The government has called on Brits to stop panic buying as it insisted there was plenty of food to go around despite the coronavirus crisis.

Speaking today after meeting with supermarket bosses, environment secretary George Eustice urged people to shop responsibility.

“Buying more things than you need means that others may be left without and it is making life more difficult for those front-line workers, such as our doctors, nurses and NHS support staff, who are working so hard in such difficult circumstances,” he said.

There was “more than enough food to go around”, he added, noting food manufacturers had already ramped up production by 50% in the face of increased demand.

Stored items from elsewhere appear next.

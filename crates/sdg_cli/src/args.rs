// crates/sdg_cli/src/args.rs
//
// Offline CLI argument parsing for the record generator front-end. Flags
// mirror the enclosing application's surface exactly (spec.md §6): `-s`
// scaling, `-i` node id, `-N` node count, `-m` dataset id, `-o` output base,
// `-c` config dir, `-x` stage name (repeatable). Every path-shaped override
// is optional: a bare invocation runs entirely from `<config-dir>/sdg.properties`.

use std::fmt;
use std::path::PathBuf;

use clap::Parser;

#[derive(Debug, Parser)]
#[command(name = "sdg", about = "Partitioned deterministic record generator")]
pub struct Args {
    /// Directory holding `sdg.properties` and any enum-set/histogram files it references.
    #[arg(short = 'c', long = "config-dir")]
    pub config_dir: PathBuf,

    /// Override `application.scaling-factor`.
    #[arg(short = 's', long = "scaling")]
    pub scaling: Option<f64>,

    /// Override `application.node-id`.
    #[arg(short = 'i', long = "node-id")]
    pub node_id: Option<u32>,

    /// Override `application.node-count`.
    #[arg(short = 'N', long = "node-count")]
    pub node_count: Option<u32>,

    /// Override `application.job-id`.
    #[arg(short = 'm', long = "dataset-id")]
    pub dataset_id: Option<String>,

    /// Override `application.output-base`.
    #[arg(short = 'o', long = "output-base")]
    pub output_base: Option<PathBuf>,

    /// Restrict the run to these record type names; repeatable. Empty means all.
    #[arg(short = 'x', long = "stage")]
    pub stages: Vec<String>,

    /// Verbose logging (equivalent to `RUST_LOG=debug` unless `RUST_LOG` is set).
    #[arg(short = 'v', long = "verbose")]
    pub verbose: bool,
}

#[derive(Debug)]
pub enum CliError {
    NotFound(String),
}

impl fmt::Display for CliError {
    fn fmt(&self, f: &mut fmt::Formatter<'_>) -> fmt::Result {
        match self {
            CliError::NotFound(p) => write!(f, "config directory not found: {p}"),
        }
    }
}

impl std::error::Error for CliError {}

/// Parses argv and checks the one thing clap itself can't: that `config_dir`
/// actually exists, so a bad `-c` fails before any stage runs rather than
/// surfacing as a generic `ConfigError` once `sdg_io::config::load_file` runs.
pub fn parse_and_validate() -> Result<Args, CliError> {
    let args = Args::parse();
    if !args.config_dir.is_dir() {
        return Err(CliError::NotFound(args.config_dir.display().to_string()));
    }
    Ok(args)
}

“There is no shortage of food available and more is arriving at shops every day,” Eustice said. “But the challenge all our retailers have faced is keeping shelves stocked throughout the day in the face of increased purchasing behaviour.”

In recent weeks, the government has set aside night-time delivery curfews and relaxed restrictions on driver hours. It has also set aside competition laws so supermarkets can co-ordinate their efforts to ensure food reaches every part of the country.

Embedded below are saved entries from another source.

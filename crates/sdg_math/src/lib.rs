//! sdg_math — probability functions consumed (never fitted) by value
//! providers: closed-form parametric continuous distributions, and discrete
//! combined/conditional histograms loaded from the on-disk grammars defined
//! in `sdg_io`. Depends only on `sdg_core` (for `std`/`serde` feature
//! propagation; no core types are otherwise needed here).
//!
//! All distributions expose the same four operations through
//! [`ProbabilityFunction`]: `pdf`, `cdf`, `invcdf`, `sample`.

#![cfg_attr(not(feature = "std"), no_std)]

extern crate alloc;

pub mod error;
pub mod histogram;
pub mod parametric;

pub use error::{MathError, MathResult};

/// Common interface over every probability function family in this crate:
/// parametric continuous (§ [`parametric`]) and discrete histograms
/// (§ [`histogram`]).
pub trait ProbabilityFunction {
    type Domain;

    fn pdf(&self, x: Self::Domain) -> f64;
    fn cdf(&self, x: Self::Domain) -> f64;
    fn invcdf(&self, u: f64) -> Self::Domain;

    /// `sample(u) = invcdf(u)` for every implementation in this crate; kept
    /// as a separate method (rather than a blanket alias) so call sites read
    /// as "drawing a sample" rather than "inverting a CDF" — the two ideas
    /// coincide here but are conceptually distinct at call sites.
    fn sample(&self, u: f64) -> Self::Domain {
        self.invcdf(u)
    }
}

/// Tolerance used when checking that a combined histogram's declared
/// probabilities sum to 1, per the specification's `ε = 10⁻⁶`.
pub const NORMALIZATION_EPSILON: f64 = 1e-6;
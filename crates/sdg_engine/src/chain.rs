//! `SetterChain<R, Rng>` (spec §4.5): an ordered list of [`Setter`]s for one
//! record type, evaluated forward to populate a record and backward
//! (`filter`) to turn an [`EqualityPredicate`] into a position range.

use sdg_core::{HierarchicalRng, Record};

use crate::error::ChainResult;
use crate::interval::Interval;
use crate::predicate::EqualityPredicate;
use crate::setter::Setter;

/// Whether a chain reseeks the PRNG to the record's own position before
/// evaluating (`Random`, used by [`crate::inspector::SequenceInspector`] for
/// arbitrary-position lookups) or assumes the caller already positioned the
/// stream and simply lets each record's worth of draws advance it linearly
/// (`Sequential`, used by the main generation pass — spec.md §4.5 point 1).
#[derive(Clone, Copy, Debug, PartialEq, Eq)]
pub enum ChainMode {
    Sequential,
    Random,
}

pub struct SetterChain<R: Record, Rng: HierarchicalRng> {
    setters: Vec<Box<dyn Setter<R, Rng> + Send + Sync>>,
    mode: ChainMode,
}

impl<R: Record, Rng: HierarchicalRng> SetterChain<R, Rng> {
    pub fn new(mode: ChainMode) -> Self {
        SetterChain {
            setters: Vec::new(),
            mode,
        }
    }

    pub fn push(&mut self, setter: Box<dyn Setter<R, Rng> + Send + Sync>) -> &mut Self {
        self.setters.push(setter);
        self
    }

    pub fn len(&self) -> usize {
        self.setters.len()
    }

    pub fn is_empty(&self) -> bool {
        self.setters.is_empty()
    }

    /// Forward evaluation (spec §4.5): in `Random` mode, reseek the PRNG to
    /// `record.gen_id()` first so the chain is replayable from any position;
    /// then run each setter in order, skipping arity on the stream for any
    /// that reports itself disabled.
    pub fn evaluate_at(&self, record: &mut R, rng: &mut Rng) -> ChainResult<()> {
        if self.mode == ChainMode::Random {
            rng.at_chunk(record.gen_id());
        }
        for setter in &self.setters {
            if setter.is_enabled(record) {
                setter.apply(record, rng)?;
            } else {
                rng.skip(setter.arity() as u64);
            }
        }
        Ok(())
    }

    /// Reverse evaluation (spec §4.5): start from the full sequence range
    /// and intersect with every setter's `filter_range` against `predicate`,
    /// in chain order. Non-invertible setters, and setters whose field the
    /// predicate does not bind, pass the range through unchanged.
    pub fn filter(&self, predicate: &EqualityPredicate<R>, cardinality: u64) -> Interval {
        let mut range = Interval::full(cardinality);
        for setter in &self.setters {
            if range.is_empty() {
                break;
            }
            range = setter.filter_range(predicate, cardinality, range);
        }
        range
    }
}
//! Discrete histogram probability functions: the *combined* histogram
//! (exact-value probabilities + bucket probabilities + an explicit null
//! mass) and the *conditional combined* histogram (a partition of a
//! condition domain into buckets, each holding an independent combined
//! histogram). Grounded in
//! `examples/original_source/src/cpp/math/probability/{CombinedPrFunction,ConditionalCombinedPrFunction}.h`.

mod combined;
mod conditional;
mod value;

pub use combined::CombinedHistogram;
pub use conditional::ConditionalCombinedHistogram;
pub use value::HistogramValue;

It is understood ministers are also considering an extension to Sunday trading hours to help supermarkets cope with the huge spike in demand.

Spend on stockpiling hit £60m in the first week of coronavirus panic, The Grocer revealed last week. Supermarkets have introduced a swathe of measures to tackle empty shelves, including limits per SKU and changes to opening hours.

It comes as PM Boris Johnson last night put the UK in lockdown, ordering cafes, pubs, bars and restaurants to close in an effort to curb the spread of coronavirus. He confirmed they could “continue to provide take-out services” and said the measures would be reviewed “each month”.

At the same time, Chancellor Rishi Sunak announced an “unprecedented” rescue package to protect workers and businesses affected by the crisis.

The government would pay grants covering up to 80% of the salary of workers, up to a maximum of £2500 a month, he said.

As it stands, both food and non-food shops can remain open. Speaking in Parliament on Thursday, George Eustice ruled out the possibility of social distancing measures in supermarkets – such as limiting the number of customers allowed in at any one time.

Similar moves in Italy had prompted people to huddle together at the entrances of stores, he noted, making them “counterproductive”.